[Stored items]
+---+
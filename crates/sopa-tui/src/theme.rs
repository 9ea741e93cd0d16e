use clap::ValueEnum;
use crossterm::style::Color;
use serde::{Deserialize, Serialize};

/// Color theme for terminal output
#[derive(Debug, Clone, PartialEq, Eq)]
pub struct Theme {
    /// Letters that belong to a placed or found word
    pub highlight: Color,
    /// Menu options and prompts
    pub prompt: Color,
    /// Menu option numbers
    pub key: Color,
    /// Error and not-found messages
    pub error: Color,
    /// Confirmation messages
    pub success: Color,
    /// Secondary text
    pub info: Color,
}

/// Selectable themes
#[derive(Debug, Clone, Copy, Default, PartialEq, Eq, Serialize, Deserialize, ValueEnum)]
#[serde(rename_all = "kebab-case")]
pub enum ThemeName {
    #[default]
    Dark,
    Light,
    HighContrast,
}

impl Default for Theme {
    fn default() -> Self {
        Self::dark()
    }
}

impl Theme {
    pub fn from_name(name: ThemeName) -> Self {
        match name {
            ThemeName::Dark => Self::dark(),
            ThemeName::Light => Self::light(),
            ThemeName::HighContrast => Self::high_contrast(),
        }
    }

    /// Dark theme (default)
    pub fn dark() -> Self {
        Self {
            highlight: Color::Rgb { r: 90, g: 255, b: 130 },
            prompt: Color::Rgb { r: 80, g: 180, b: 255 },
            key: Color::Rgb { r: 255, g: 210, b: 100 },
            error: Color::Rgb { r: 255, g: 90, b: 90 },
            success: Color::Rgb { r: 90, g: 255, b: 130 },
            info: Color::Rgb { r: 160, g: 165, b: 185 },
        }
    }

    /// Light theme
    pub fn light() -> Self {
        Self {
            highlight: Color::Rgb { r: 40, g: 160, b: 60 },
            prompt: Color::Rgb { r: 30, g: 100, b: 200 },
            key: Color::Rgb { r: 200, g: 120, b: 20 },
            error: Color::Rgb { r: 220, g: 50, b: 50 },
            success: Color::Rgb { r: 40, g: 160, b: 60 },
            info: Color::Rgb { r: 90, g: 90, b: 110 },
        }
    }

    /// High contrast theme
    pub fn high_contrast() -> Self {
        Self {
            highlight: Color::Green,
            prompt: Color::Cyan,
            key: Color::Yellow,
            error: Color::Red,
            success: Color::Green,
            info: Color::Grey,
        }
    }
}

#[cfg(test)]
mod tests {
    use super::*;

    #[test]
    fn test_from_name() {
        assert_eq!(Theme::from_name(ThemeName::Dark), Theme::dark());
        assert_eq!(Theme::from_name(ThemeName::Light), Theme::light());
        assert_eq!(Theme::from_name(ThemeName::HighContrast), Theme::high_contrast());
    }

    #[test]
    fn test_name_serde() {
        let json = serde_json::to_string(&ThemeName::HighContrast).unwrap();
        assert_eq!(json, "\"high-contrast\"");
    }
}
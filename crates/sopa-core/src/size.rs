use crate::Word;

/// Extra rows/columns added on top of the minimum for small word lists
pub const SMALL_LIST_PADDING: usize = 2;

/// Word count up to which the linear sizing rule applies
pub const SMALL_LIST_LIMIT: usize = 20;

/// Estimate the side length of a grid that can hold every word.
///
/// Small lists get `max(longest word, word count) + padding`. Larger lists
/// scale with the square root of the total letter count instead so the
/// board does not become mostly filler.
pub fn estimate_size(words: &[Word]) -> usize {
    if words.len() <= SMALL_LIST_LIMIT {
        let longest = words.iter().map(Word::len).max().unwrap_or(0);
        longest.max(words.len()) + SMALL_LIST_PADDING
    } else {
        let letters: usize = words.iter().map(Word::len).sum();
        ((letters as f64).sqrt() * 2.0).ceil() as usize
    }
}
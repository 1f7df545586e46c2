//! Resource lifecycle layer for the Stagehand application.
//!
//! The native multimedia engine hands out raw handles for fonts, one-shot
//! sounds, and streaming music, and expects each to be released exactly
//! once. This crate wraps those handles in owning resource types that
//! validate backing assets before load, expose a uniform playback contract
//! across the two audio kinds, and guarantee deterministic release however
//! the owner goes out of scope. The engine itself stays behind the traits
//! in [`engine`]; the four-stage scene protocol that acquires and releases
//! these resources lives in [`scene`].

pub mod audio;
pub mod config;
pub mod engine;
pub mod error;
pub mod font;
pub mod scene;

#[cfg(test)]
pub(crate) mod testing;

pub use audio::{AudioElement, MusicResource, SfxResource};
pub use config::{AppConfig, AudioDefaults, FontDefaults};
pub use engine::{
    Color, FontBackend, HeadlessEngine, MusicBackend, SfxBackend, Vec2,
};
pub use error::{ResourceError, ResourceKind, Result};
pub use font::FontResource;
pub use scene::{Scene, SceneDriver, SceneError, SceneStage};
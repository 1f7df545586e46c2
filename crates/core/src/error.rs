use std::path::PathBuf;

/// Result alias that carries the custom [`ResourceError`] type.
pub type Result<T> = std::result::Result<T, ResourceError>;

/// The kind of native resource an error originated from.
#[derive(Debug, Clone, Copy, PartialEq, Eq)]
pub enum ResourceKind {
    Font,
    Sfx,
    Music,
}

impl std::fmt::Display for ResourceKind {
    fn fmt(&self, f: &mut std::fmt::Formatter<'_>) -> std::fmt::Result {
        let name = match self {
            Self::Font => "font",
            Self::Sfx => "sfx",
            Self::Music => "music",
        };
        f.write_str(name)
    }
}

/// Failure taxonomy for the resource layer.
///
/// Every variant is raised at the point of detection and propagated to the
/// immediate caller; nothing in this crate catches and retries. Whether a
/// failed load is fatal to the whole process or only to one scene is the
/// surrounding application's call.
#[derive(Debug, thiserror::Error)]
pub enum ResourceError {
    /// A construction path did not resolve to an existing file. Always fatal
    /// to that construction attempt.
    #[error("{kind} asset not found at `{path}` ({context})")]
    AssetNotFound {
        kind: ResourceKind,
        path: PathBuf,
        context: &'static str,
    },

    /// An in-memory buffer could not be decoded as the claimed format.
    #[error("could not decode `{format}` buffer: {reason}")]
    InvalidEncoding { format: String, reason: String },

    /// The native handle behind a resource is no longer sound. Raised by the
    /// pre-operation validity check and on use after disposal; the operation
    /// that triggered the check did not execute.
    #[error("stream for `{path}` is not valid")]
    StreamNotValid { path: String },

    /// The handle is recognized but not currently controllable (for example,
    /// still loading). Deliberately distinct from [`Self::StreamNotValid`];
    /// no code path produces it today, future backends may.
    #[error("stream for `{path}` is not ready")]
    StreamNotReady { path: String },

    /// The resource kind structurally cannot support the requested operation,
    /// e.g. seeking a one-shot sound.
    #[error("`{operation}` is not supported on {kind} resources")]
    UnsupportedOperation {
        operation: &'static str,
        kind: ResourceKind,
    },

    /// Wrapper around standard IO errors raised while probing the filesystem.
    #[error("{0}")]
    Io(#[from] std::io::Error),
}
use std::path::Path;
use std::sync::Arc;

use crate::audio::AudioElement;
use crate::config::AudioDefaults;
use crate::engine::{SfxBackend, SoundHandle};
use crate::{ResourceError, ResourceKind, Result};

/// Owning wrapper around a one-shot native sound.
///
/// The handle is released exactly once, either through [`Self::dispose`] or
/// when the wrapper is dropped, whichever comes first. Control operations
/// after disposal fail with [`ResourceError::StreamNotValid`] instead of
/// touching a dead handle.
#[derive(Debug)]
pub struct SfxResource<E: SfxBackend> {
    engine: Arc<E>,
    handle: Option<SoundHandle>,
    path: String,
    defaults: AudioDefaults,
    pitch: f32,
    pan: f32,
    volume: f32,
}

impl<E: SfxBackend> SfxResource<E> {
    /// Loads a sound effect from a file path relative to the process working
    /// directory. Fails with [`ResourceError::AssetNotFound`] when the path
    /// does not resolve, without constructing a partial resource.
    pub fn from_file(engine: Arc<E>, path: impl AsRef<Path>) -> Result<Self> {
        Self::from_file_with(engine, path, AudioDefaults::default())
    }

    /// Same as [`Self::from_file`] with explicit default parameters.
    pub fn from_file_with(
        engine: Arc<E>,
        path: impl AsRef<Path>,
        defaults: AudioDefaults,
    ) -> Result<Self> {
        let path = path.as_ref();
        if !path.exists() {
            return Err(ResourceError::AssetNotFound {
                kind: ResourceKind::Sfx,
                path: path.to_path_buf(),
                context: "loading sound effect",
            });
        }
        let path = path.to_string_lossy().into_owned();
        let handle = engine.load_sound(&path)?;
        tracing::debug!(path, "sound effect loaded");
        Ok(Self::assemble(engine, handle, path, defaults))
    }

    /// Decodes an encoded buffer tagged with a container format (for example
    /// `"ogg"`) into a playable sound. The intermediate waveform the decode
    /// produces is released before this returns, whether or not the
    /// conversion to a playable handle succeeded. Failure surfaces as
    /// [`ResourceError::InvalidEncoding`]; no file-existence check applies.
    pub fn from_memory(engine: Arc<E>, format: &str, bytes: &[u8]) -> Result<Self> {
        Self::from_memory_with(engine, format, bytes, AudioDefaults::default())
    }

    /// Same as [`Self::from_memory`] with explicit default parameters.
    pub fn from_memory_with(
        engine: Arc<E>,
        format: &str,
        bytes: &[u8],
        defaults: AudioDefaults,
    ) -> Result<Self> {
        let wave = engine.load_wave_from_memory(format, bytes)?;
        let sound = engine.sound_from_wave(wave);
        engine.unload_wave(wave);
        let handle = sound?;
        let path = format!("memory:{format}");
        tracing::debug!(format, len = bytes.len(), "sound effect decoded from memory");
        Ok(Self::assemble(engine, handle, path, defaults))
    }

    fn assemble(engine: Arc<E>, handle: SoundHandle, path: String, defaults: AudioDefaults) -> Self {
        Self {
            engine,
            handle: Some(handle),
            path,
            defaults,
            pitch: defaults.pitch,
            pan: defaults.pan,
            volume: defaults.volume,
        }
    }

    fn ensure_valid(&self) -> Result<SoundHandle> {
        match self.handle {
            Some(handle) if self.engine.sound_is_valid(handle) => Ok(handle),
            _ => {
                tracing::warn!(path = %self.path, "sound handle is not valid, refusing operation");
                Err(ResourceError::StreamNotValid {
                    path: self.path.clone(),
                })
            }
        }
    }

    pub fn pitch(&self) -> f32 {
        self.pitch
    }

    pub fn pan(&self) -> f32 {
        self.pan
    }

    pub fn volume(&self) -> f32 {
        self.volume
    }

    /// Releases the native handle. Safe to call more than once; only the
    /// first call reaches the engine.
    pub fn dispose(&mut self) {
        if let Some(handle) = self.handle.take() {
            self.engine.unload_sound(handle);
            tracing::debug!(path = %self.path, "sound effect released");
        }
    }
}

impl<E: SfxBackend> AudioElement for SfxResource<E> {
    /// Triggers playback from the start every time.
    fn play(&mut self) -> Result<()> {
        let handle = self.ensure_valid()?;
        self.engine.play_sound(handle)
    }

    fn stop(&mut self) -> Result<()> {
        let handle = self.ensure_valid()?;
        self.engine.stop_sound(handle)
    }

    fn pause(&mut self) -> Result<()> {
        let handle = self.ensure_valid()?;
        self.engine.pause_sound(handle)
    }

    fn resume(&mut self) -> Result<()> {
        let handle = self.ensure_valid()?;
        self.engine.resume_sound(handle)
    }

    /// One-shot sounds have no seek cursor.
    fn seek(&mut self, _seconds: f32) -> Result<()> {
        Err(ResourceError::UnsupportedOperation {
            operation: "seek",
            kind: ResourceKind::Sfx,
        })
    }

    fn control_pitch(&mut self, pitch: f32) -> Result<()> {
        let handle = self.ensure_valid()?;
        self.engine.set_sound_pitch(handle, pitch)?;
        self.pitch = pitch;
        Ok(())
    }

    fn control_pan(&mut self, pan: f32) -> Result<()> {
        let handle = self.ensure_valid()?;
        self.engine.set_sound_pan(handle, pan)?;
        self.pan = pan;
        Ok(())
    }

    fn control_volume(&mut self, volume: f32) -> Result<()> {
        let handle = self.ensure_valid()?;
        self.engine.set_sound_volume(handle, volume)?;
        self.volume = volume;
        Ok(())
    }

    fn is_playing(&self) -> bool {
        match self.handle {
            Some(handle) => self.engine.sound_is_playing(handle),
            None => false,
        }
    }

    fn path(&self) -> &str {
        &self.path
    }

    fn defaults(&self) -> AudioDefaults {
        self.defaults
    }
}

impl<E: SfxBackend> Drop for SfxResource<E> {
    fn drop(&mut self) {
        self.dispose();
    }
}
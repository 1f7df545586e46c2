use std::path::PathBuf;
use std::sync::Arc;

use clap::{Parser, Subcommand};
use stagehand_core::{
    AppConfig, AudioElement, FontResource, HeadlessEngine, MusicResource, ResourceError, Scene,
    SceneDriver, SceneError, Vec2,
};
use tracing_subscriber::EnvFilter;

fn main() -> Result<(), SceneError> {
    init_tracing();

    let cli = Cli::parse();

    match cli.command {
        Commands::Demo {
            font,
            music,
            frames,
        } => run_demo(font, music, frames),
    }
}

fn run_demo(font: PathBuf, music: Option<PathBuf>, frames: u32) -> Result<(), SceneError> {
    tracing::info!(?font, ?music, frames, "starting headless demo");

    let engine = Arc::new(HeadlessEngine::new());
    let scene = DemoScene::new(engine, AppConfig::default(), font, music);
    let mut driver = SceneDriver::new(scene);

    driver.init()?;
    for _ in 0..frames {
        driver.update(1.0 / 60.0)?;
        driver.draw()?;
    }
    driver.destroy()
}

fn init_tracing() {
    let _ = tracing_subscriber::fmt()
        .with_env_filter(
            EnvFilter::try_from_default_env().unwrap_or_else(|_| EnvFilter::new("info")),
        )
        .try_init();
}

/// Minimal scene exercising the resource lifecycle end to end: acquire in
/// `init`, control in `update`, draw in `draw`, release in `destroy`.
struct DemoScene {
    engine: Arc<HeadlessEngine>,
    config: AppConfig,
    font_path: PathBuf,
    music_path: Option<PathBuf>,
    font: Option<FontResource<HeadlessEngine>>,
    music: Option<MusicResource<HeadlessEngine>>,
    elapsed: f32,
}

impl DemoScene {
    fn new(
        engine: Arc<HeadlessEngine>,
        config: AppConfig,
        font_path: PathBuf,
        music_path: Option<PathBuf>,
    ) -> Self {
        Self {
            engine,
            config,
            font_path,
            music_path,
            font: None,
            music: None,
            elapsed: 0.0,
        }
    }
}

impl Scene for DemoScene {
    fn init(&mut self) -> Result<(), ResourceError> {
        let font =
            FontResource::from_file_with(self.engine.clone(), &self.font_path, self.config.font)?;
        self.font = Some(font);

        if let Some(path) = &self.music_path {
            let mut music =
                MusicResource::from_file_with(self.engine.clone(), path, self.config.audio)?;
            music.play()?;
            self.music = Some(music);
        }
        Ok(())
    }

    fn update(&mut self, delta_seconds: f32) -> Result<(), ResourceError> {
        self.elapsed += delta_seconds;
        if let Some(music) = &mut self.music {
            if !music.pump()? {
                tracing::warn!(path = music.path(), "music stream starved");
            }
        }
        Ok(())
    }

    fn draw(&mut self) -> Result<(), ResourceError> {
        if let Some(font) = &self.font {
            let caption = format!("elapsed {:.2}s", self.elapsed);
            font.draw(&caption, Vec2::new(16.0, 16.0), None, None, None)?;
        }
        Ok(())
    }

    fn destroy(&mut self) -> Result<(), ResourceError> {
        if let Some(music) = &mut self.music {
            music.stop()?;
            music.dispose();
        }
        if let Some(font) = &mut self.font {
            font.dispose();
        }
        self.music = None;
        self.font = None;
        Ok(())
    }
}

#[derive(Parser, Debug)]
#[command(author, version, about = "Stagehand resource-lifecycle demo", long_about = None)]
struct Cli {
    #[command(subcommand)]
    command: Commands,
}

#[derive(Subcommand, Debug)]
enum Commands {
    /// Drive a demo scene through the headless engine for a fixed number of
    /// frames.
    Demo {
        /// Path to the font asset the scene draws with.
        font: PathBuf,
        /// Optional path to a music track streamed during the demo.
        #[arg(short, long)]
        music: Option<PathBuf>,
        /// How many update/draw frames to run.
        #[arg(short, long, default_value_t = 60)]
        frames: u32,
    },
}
+---+
Look above for the line with "g: 90, b: 110" and the line with "instead so the", and reproduce exactly those two lines plus every line between, nothing more.

[EXERCISE SOLUTION]:
            info: Color::Rgb { r: 90, g: 90, b: 110 },
        }
    }

    /// High contrast theme
    pub fn high_contrast() -> Self {
        Self {
            highlight: Color::Green,
            prompt: Color::Cyan,
            key: Color::Yellow,
            error: Color::Red,
            success: Color::Green,
            info: Color::Grey,
        }
    }
}

#[cfg(test)]
mod tests {
    use super::*;

    #[test]
    fn test_from_name() {
        assert_eq!(Theme::from_name(ThemeName::Dark), Theme::dark());
        assert_eq!(Theme::from_name(ThemeName::Light), Theme::light());
        assert_eq!(Theme::from_name(ThemeName::HighContrast), Theme::high_contrast());
    }

    #[test]
    fn test_name_serde() {
        let json = serde_json::to_string(&ThemeName::HighContrast).unwrap();
        assert_eq!(json, "\"high-contrast\"");
    }
}
filename crates/sopa-core/src/size.rs
use crate::Word;

/// Extra rows/columns added on top of the minimum for small word lists
pub const SMALL_LIST_PADDING: usize = 2;

/// Word count up to which the linear sizing rule applies
pub const SMALL_LIST_LIMIT: usize = 20;

/// Estimate the side length of a grid that can hold every word.
///
/// Small lists get `max(longest word, word count) + padding`. Larger lists
/// scale with the square root of the total letter count instead so the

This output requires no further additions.